When most people think of strength training, they picture lifting weights up and down or doing endless repetitions. But there’s another form of training that’s simple, effective, and often overlooked: isometric strength training. It’s one of the most accessible ways to build strength, and you can do it almost anywhere with no equipment at all.
Isometric training involves contracting a muscle without changing its length. In simple terms, you create tension but don’t move. If you’ve ever held a plank, paused at the bottom of a squat, or braced yourself to lift something heavy, you’ve done isometric training already.

One of the biggest benefits of isometric training is how joint-friendly it is. Because there’s little to no movement, it places less stress on joints while still challenging the muscles. Research shows isometric training can also help lower blood pressure when performed regularly.
Isometric training is also great for people returning from injury or those who find dynamic exercise uncomfortable. They are particularly useful for early rehab for tendon injuries.

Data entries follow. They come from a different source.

pub mod graph;
pub mod interact;
pub mod layout;
pub mod measure;
pub mod render;
pub mod viewport;

use wasm_bindgen::prelude::*;

use graph::LineageGraph;
use layout::{LayoutEngine, LayoutMode, PositionMap};
use render::SvgRenderer;
use viewport::ViewportState;

/// Initialize panic hook for better error messages in WASM
#[wasm_bindgen(start)]
pub fn init() {
    #[cfg(target_arch = "wasm32")]
    console_error_panic_hook::set_once();
}

/// The lineage view component exposed to the hosting page. Owns the cached
/// graph, the viewport state, and the canvas size; the host feeds it lineage
/// payloads and pointer events and paints whatever `render` returns. Data
/// fetching, refresh plumbing, and loading spinners over a cached graph
/// stay host-side.
///
/// Zoom scale is not baked into the SVG or the hit test: both work in
/// unscaled canvas coordinates with the pan offset applied additively. The
/// host applies the scale as a CSS transform on the painted output, using
/// `scalePercent` for the zoom label, and hands pointer coordinates back in
/// the same unscaled space.
#[wasm_bindgen]
pub struct LineageView {
    graph: Option<LineageGraph>,
    positions: PositionMap,
    viewport: ViewportState,
    engine: LayoutEngine,
    renderer: SvgRenderer,
    width: f64,
    height: f64,
    loading: bool,
    on_node_click: Option<js_sys::Function>,
}

#[wasm_bindgen]
impl LineageView {
    #[wasm_bindgen(constructor)]
    pub fn new(width: f64, height: f64) -> Self {
        Self {
            graph: None,
            positions: PositionMap::new(),
            viewport: ViewportState::default(),
            engine: LayoutEngine::default(),
            renderer: SvgRenderer::default(),
            width,
            height,
            loading: false,
            on_node_click: None,
        }
    }

    /// Replace the graph with a `{nodes, edges}` JSON payload.
    #[wasm_bindgen(js_name = "setGraph")]
    pub fn set_graph(&mut self, payload: &str) -> Result<(), String> {
        let graph = LineageGraph::from_json(payload).map_err(|e| e.to_string())?;
        self.graph = Some(graph);
        self.viewport.set_hover(None);
        self.relayout();
        Ok(())
    }

    #[wasm_bindgen(js_name = "clearGraph")]
    pub fn clear_graph(&mut self) {
        self.graph = None;
        self.positions.clear();
        self.viewport.set_hover(None);
    }

    #[wasm_bindgen(js_name = "setLoading")]
    pub fn set_loading(&mut self, loading: bool) {
        self.loading = loading;
    }

    #[wasm_bindgen(js_name = "setSize")]
    pub fn set_size(&mut self, width: f64, height: f64) {
        self.width = width;
        self.height = height;
        self.relayout();
    }

    /// Switch layout strategy; unknown names are ignored.
    #[wasm_bindgen(js_name = "setMode")]
    pub fn set_mode(&mut self, mode: &str) {
        if let Some(mode) = LayoutMode::from_str(mode) {
            self.viewport.set_mode(mode);
            self.relayout();
        }
    }

    pub fn mode(&self) -> String {
        self.viewport.mode.as_str().to_string()
    }

    #[wasm_bindgen(js_name = "zoomIn")]
    pub fn zoom_in(&mut self) {
        self.viewport.zoom_in();
    }

    #[wasm_bindgen(js_name = "zoomOut")]
    pub fn zoom_out(&mut self) {
        self.viewport.zoom_out();
    }

    #[wasm_bindgen(js_name = "canZoomIn")]
    pub fn can_zoom_in(&self) -> bool {
        self.viewport.can_zoom_in()
    }

    #[wasm_bindgen(js_name = "canZoomOut")]
    pub fn can_zoom_out(&self) -> bool {
        self.viewport.can_zoom_out()
    }

    #[wasm_bindgen(js_name = "resetView")]
    pub fn reset_view(&mut self) {
        self.viewport.reset();
    }

    #[wasm_bindgen(js_name = "scalePercent")]
    pub fn scale_percent(&self) -> u32 {
        self.viewport.scale_percent()
    }

    #[wasm_bindgen(js_name = "pointerDown")]
    pub fn pointer_down(&mut self, x: f64, y: f64) -> bool {
        interact::pointer_down(&mut self.viewport, &self.positions, x, y)
    }

    /// Returns true when hover or pan changed and a repaint is needed.
    #[wasm_bindgen(js_name = "pointerMove")]
    pub fn pointer_move(&mut self, x: f64, y: f64) -> bool {
        interact::pointer_move(&mut self.viewport, &self.positions, x, y)
    }

    #[wasm_bindgen(js_name = "pointerUp")]
    pub fn pointer_up(&mut self) {
        interact::pointer_up(&mut self.viewport);
    }

    #[wasm_bindgen(js_name = "pointerLeave")]
    pub fn pointer_leave(&mut self) {
        interact::pointer_leave(&mut self.viewport);
    }

    pub fn wheel(&mut self, delta: f64) {
        interact::wheel(&mut self.viewport, delta);
    }

    #[wasm_bindgen(js_name = "hoveredNode")]
    pub fn hovered_node(&self) -> Option<String> {
        self.viewport.hovered.clone()
    }

    #[wasm_bindgen(js_name = "onNodeClick")]
    pub fn set_on_node_click(&mut self, callback: js_sys::Function) {
        self.on_node_click = Some(callback);
    }

    /// Resolve a click to a node id, invoking the registered callback with
    /// the node's JSON. Clicks never mutate the viewport.
    pub fn click(&self, x: f64, y: f64) -> Option<String> {
        let id = interact::click_target(&self.positions, &self.viewport, x, y)?;
        let node = self.graph.as_ref()?.node(id)?;
        if let Some(callback) = &self.on_node_click {
            if let Ok(json) = serde_json::to_string(node) {
                let _ = callback.call1(&JsValue::NULL, &JsValue::from_str(&json));
            }
        }
        Some(id.to_string())
    }

    /// Produce the current frame. Loading without a cached graph shows the
    /// loading placeholder; with a cached graph the stale frame keeps
    /// rendering and the host overlays its own indicator.
    pub fn render(&mut self) -> String {
        match &self.graph {
            None if self.loading => self
                .renderer
                .placeholder("Loading lineage…", self.width, self.height),
            None => self
                .renderer
                .placeholder("No lineage data", self.width, self.height),
            Some(graph) => {
                self.positions =
                    self.engine
                        .compute(graph, self.viewport.mode, self.width, self.height);
                self.renderer
                    .render(graph, &self.positions, &self.viewport, self.width, self.height)
            }
        }
    }

    fn relayout(&mut self) {
        self.positions = match &self.graph {
            Some(graph) => {
                self.engine
                    .compute(graph, self.viewport.mode, self.width, self.height)
            }
            None => PositionMap::new(),
        };
    }
}
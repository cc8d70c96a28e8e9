pub mod analytics;
pub mod bar;
pub mod clock;
pub mod error;
pub mod indicator;
pub mod instrument;
pub mod ledger;
pub mod memory;
pub mod schema;
pub mod store;
pub mod timeframe;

The best part is how easy it is to get started at home. Here are a few simple examples:
Wall sit: Stand with your back against a wall, slide down until your thighs are roughly parallel to the floor, and hold. This works your quadriceps, your thigh muscles. See how long you can hold it for and then try to do a little bit more next time.
Plank: Support yourself on your forearms and toes, keeping your body in a straight line. This strengthens your core muscle, shoulders and glutes (your bottom).
Glute bridge hold: Lie on your back with knees pulled up towards your bottom, lift your hips and hold. This targets your glutes and lower back.
Push-up hold: Hold the bottom or mid-point of a push-up, either on your toes or knees. This is a more taxing exercise.
Isometric exercises don’t need to be held for long. Even 20–40 seconds can be effective, repeated a few times. They’re great if you don’t want to invest in any weights and don’t need to take up much time.